Effie now spoke, her voice cold. ‘Hello, Di. We'd like to know more about this pain of Mama's. How do you know about it if she didn't tell you? Is it a secret that the rest of us are not allowed to share?'

Diana then heard Rebecca speaking.

Effie's voice was a little less cold. ‘Rebecca's just explained. Poor Mama. She didn't say a word to the specialist about any pain. We shouldn't blame him. How was he to know? I do blame him though for charging exorbitantly. Are you coming home this weekend?'

‘Yes, of course. I'm depending on you all to take care of Mama.'

‘She looks so well and happy, Di. Perhaps this pain means nothing. Perhaps it'll go away as lots of pains do. By the way, we've got a servant who lives in. Papa engaged her through Mr Patterson. A Mrs McDougall. She's a widow who lives in Tarbeg. She seems very competent. She and Mama get on well. Another thing, Di. Papa wants us to spend the summer in
Spain, in that villa he nearly bought. He thinks the sunshine and warmth would do Mama good.'

Diana wondered how skilful and reliable were Spanish doctors.
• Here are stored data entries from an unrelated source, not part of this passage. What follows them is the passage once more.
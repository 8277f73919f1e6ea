//! Shared contract between the window-manager core and the host application
//! catalog.
//!
//! The catalog is the host's side of the boundary: it knows which applications
//! exist and what a freshly opened window for each of them should look like
//! (title, icon, preferred size, capability defaults). The window manager only
//! ever reads descriptors from here at window-creation time.

#![warn(missing_docs, rustdoc::broken_intra_doc_links)]

use serde::{Deserialize, Serialize};
use thiserror::Error;

/// Stable identifier for an app package/module.
#[derive(Debug, Clone, PartialEq, Eq, Hash, Serialize, Deserialize)]
pub struct ApplicationId(String);

impl ApplicationId {
    /// Returns an app identifier when `raw` conforms to the
    /// `segment.segment...` policy.
    ///
    /// # Errors
    ///
    /// Returns [`InvalidApplicationId`] when `raw` is not made of at least two
    /// non-empty lowercase dotted segments.
    pub fn new(raw: impl Into<String>) -> Result<Self, InvalidApplicationId> {
        let raw = raw.into();
        if is_valid_application_id(&raw) {
            Ok(Self(raw))
        } else {
            Err(InvalidApplicationId(raw))
        }
    }

    /// Returns the string form of the identifier.
    pub fn as_str(&self) -> &str {
        &self.0
    }

    /// Creates an id without validation for compile-time/runtime trusted
    /// constants.
    pub fn trusted(raw: impl Into<String>) -> Self {
        Self(raw.into())
    }
}

impl std::fmt::Display for ApplicationId {
    fn fmt(&self, f: &mut std::fmt::Formatter<'_>) -> std::fmt::Result {
        write!(f, "{}", self.0)
    }
}

/// Rejected application id, with the offending raw string.
#[derive(Debug, Error, Clone, PartialEq, Eq)]
#[error("invalid application id `{0}`; expected namespaced dotted segments")]
pub struct InvalidApplicationId(pub String);

fn is_valid_application_id(raw: &str) -> bool {
    if raw.is_empty() || raw.len() > 120 {
        return false;
    }

    let mut count = 0usize;
    for part in raw.split('.') {
        count += 1;
        if part.is_empty() || part.len() > 32 {
            return false;
        }
        let bytes = part.as_bytes();
        if !bytes[0].is_ascii_lowercase() {
            return false;
        }
        if !bytes
            .iter()
            .all(|b| b.is_ascii_lowercase() || b.is_ascii_digit() || *b == b'-')
        {
            return false;
        }
        if part.ends_with('-') {
            return false;
        }
    }

    count >= 2
}

/// Per-window capability flags declared by an app and enforced as a contract
/// by the window manager: a `false` flag makes the corresponding operation a
/// no-op for that window.
#[derive(Debug, Clone, Copy, PartialEq, Eq, Serialize, Deserialize)]
pub struct WindowFlags {
    /// Window may be resized by the user.
    pub resizable: bool,
    /// Window may be dragged to a new position.
    pub movable: bool,
    /// Window may be minimized to the taskbar.
    pub minimizable: bool,
    /// Window may be maximized.
    pub maximizable: bool,
    /// Window may be closed.
    pub closable: bool,
}

impl Default for WindowFlags {
    fn default() -> Self {
        Self {
            resizable: true,
            movable: true,
            minimizable: true,
            maximizable: true,
            closable: true,
        }
    }
}

/// Static description of an installable application, consumed by the window
/// manager when it creates a window for the app.
#[derive(Debug, Clone, PartialEq, Eq, Serialize, Deserialize)]
pub struct AppDescriptor {
    /// Canonical application id.
    pub app_id: ApplicationId,
    /// Default window title.
    pub title: String,
    /// Icon asset id rendered by the shell.
    pub icon_id: String,
    /// Preferred initial window width in px.
    pub default_width: i32,
    /// Preferred initial window height in px.
    pub default_height: i32,
    /// Capability defaults for new windows of this app.
    pub flags: WindowFlags,
}

impl AppDescriptor {
    /// Builds a descriptor with default capability flags.
    pub fn new(
        app_id: ApplicationId,
        title: impl Into<String>,
        icon_id: impl Into<String>,
        default_width: i32,
        default_height: i32,
    ) -> Self {
        Self {
            app_id,
            title: title.into(),
            icon_id: icon_id.into(),
            default_width,
            default_height,
            flags: WindowFlags::default(),
        }
    }

    /// Replaces the capability defaults.
    pub fn with_flags(mut self, flags: WindowFlags) -> Self {
        self.flags = flags;
        self
    }
}

/// Host-populated registry of application descriptors.
#[derive(Debug, Clone, PartialEq, Eq, Default, Serialize, Deserialize)]
pub struct AppCatalog {
    entries: Vec<AppDescriptor>,
}

impl AppCatalog {
    /// Creates an empty catalog.
    pub fn new() -> Self {
        Self::default()
    }

    /// Registers a descriptor, replacing any previous entry for the same id.
    pub fn register(&mut self, descriptor: AppDescriptor) {
        self.entries.retain(|entry| entry.app_id != descriptor.app_id);
        self.entries.push(descriptor);
    }

    /// Looks up a descriptor by application id.
    pub fn descriptor(&self, app_id: &ApplicationId) -> Option<&AppDescriptor> {
        self.entries.iter().find(|entry| &entry.app_id == app_id)
    }

    /// Iterates over all registered descriptors in registration order.
    pub fn iter(&self) -> impl Iterator<Item = &AppDescriptor> {
        self.entries.iter()
    }

    /// Number of registered descriptors.
    pub fn len(&self) -> usize {
        self.entries.len()
    }

    /// Whether the catalog has no descriptors.
    pub fn is_empty(&self) -> bool {
        self.entries.is_empty()
    }
}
‘Edwin could come with us. So could your University friend Peggy what's-her-name. Jeanie and I are sorry we were so beastly when you told us you'd invited her to Poverty Castle. Please insist that she comes.'

‘All right. But I can't see her coming to Spain with us. In the first place she couldn't afford the fare.'

‘We'd pay it. Papa wouldn't mind.'

No, but Peggy would. ‘In the second place she's going to be working in a supermarket during the summer.'

‘I see. Well, invite her here anyway. See you on Dunoon pier Friday evening. Here are the others wanting to say goodnight.'

First Rowena, then Rebecca, then Jeanie, and finally Effie herself said goodnight.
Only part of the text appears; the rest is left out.